My first thought, interestingly, was actually the answer to the question: “How were you taught to get a man to love you?” Hmm. Those are two completely different questions, but that is what my heart heard and answered.

One must beg for the affection of a man, I learned.
And so I did. I begged and begged and hounded and found one who’d marry me. Begged one to marry me, truth be told.
And then I begged and begged some more, for him to love me, for something he perhaps didn’t have to give.
So that was my 20s and 30s in my relational world.

But also in my 20s and 30s, I met the Church.
And the question shifted to, “How do you get God to love you?”

Easy. You build the Kingdom. And you use your gifts. And, as a woman, you selflessly serve others. And you take that hill. And you earn that crown. And you do.not.stop. Until you’re exhausted. But then you work some more.
So that was my 20s and 30s in Church.

But also in my 20s and 30s, I had some things to prove.
And the question morphed into, “How do you get that validation you’ve always yearned for?”

Again, piece of cake. I wrote books. And started ministries. And began a public speaking career. And traveled to third world countries. And got a job on staff at a church. And raised children. And took care of a home. And showed everyone that I could do it all and then some. And. And. And. Like a little girl holding up her artwork, watching, waiting. Until I was exhausted.
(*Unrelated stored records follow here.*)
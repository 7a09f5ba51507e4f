use std::sync::atomic::{AtomicU64, Ordering};
use std::sync::Arc;

use tokio::io::{AsyncBufReadExt, AsyncRead, BufReader};
use tokio::sync::{mpsc, Notify};
use tracing::warn;

use super::{Format, KeyGroup, READ_BUFFER};
use crate::error::Result;
use crate::{reporter, KeyValue};

struct LineReader<R> {
    inner: BufReader<R>,
    buf: Vec<u8>,
}

impl<R: AsyncRead + Unpin> LineReader<R> {
    fn new(input: R) -> Self {
        Self {
            inner: BufReader::with_capacity(READ_BUFFER, input),
            buf: Vec::new(),
        }
    }

    /// The next line without its newline; `None` at end of input.
    async fn next_line(&mut self) -> std::io::Result<Option<&[u8]>> {
        self.buf.clear();
        if self.inner.read_until(b'\n', &mut self.buf).await? == 0 {
            return Ok(None);
        }
        if self.buf.last() == Some(&b'\n') {
            self.buf.pop();
        }
        Ok(Some(&self.buf))
    }
}

fn drop_line(invalid: &AtomicU64, group: &str, counter: &str) {
    invalid.fetch_add(1, Ordering::Relaxed);
    reporter::counter(group, counter, 1);
}

fn split_tab(line: &[u8]) -> Option<(&[u8], &[u8])> {
    let tab = line.iter().position(|&b| b == b'\t')?;
    Some((&line[..tab], &line[tab + 1..]))
}

pub(super) async fn records<F, R>(
    input: R,
    tx: mpsc::Sender<F::Item>,
    invalid: Arc<AtomicU64>,
    group: String,
) -> Result<()>
where
    F: Format,
    R: AsyncRead + Unpin,
{
    let mut lines = LineReader::new(input);
    while let Some(line) = lines.next_line().await? {
        if line.is_empty() {
            continue;
        }
        match F::parse(line) {
            Ok(record) => {
                if tx.send(record).await.is_err() {
                    break;
                }
            }
            Err(e) => {
                drop_line(&invalid, &group, "invalid line");
                warn!("{e} - failed parsing {}", String::from_utf8_lossy(line));
            }
        }
    }
    Ok(())
}

pub(super) async fn pairs<K, V, R>(
    input: R,
    tx: mpsc::Sender<KeyValue<K::Item, V::Item>>,
    invalid: Arc<AtomicU64>,
    group: String,
) -> Result<()>
where
    K: Format,
    V: Format,
    R: AsyncRead + Unpin,
{
    let mut lines = LineReader::new(input);
    while let Some(line) = lines.next_line().await? {
        if line.is_empty() {
            continue;
        }
        let Some((key, value)) = split_tab(line) else {
            drop_line(&invalid, &group, "invalid line - no tab");
            warn!("invalid line. no tab - {}", String::from_utf8_lossy(line));
            continue;
        };
        let parsed = K::parse(key).and_then(|k| Ok(KeyValue::new(k, V::parse(value)?)));
        match parsed {
            Ok(kv) => {
                if tx.send(kv).await.is_err() {
                    break;
                }
            }
            Err(e) => {
                drop_line(&invalid, &group, "invalid line");
                warn!("{e} - failed parsing {}", String::from_utf8_lossy(line));
            }
        }
    }
    Ok(())
}

/// Collates sorted `key\tvalue` lines into one [`KeyGroup`] per run of
/// byte-identical keys.
///
/// A new group is opened only after `demand` is notified by a consumer
/// asking for it, so nothing past the current group's run is parsed while
/// that group is held.
pub(super) async fn groups<K, V, R>(
    input: R,
    tx: mpsc::Sender<KeyGroup<K::Item, V::Item>>,
    demand: Arc<Notify>,
    invalid: Arc<AtomicU64>,
    group: String,
) -> Result<()>
where
    K: Format,
    V: Format,
    R: AsyncRead + Unpin,
{
    let mut lines = LineReader::new(input);
    let mut last_key: Vec<u8> = Vec::new();
    let mut current: Option<mpsc::Sender<V::Item>> = None;
    let mut requested = false;

    while let Some(line) = lines.next_line().await? {
        if line.is_empty() {
            continue;
        }
        let Some((raw_key, raw_value)) = split_tab(line) else {
            drop_line(&invalid, &group, "invalid line - no tab");
            warn!("invalid line. no tab - {}", String::from_utf8_lossy(line));
            // The next valid line always opens a fresh group.
            last_key.clear();
            current = None;
            continue;
        };

        if current.is_none() || raw_key != last_key.as_slice() {
            // Closing the sender ends the previous group's values.
            current = None;
            if !requested {
                tokio::select! {
                    _ = demand.notified() => requested = true,
                    _ = tx.closed() => return Ok(()),
                }
            }
            let key = match K::parse(raw_key) {
                Ok(key) => key,
                Err(e) => {
                    drop_line(&invalid, &group, "invalid line");
                    warn!("{e} - failed parsing key {}", String::from_utf8_lossy(line));
                    continue;
                }
            };
            last_key.clear();
            last_key.extend_from_slice(raw_key);

            let (values_tx, values) = mpsc::channel(super::CHANNEL_DEPTH);
            if tx.send(KeyGroup { key, values }).await.is_err() {
                return Ok(());
            }
            requested = false;
            current = Some(values_tx);
        }

        match V::parse(raw_value) {
            Ok(value) => {
                if let Some(values_tx) = &current {
                    // A consumer may drop a group before draining it; the
                    // rest of its values are discarded.
                    let _ = values_tx.send(value).await;
                }
            }
            Err(e) => {
                drop_line(&invalid, &group, "invalid line");
                warn!("{e} - failed parsing {}", String::from_utf8_lossy(line));
            }
        }
    }
    Ok(())
}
And then, in my 40s, it all fell apart.
Because it was all tied together.  The husband and the Church and the work and the faith.

I couldn’t get my husband to love me, no matter what I did.
I couldn’t get God to love me through striving.
And I couldn’t get validation that I was enough, okay, not too broken, not too needy through hustle.

There was no more husband. And there was no more church.
And there was no more job and ministry and office and titles and there were cancelled speaking engagements and humiliation and wagging tongues and judgment and quiet and stopping.

And. And I realized that I had never truly known the love of God.
Because it wasn’t something I needed to beg for, and it wasn’t something I could strive for, and it wasn’t something I could garner through shiny effort.

I had been loved all along, you see. Just for me. Just for being me.
And I don’t think I knew it until all the rest was gone.

Do you know that you’re loved? Like, really really really know it? Because you are. You are the unconditionally beloved daughter of God and he is so delighted with you. You came into this world and you start each day already completely loved with no other loves to beg for and nothing to prove to anyone.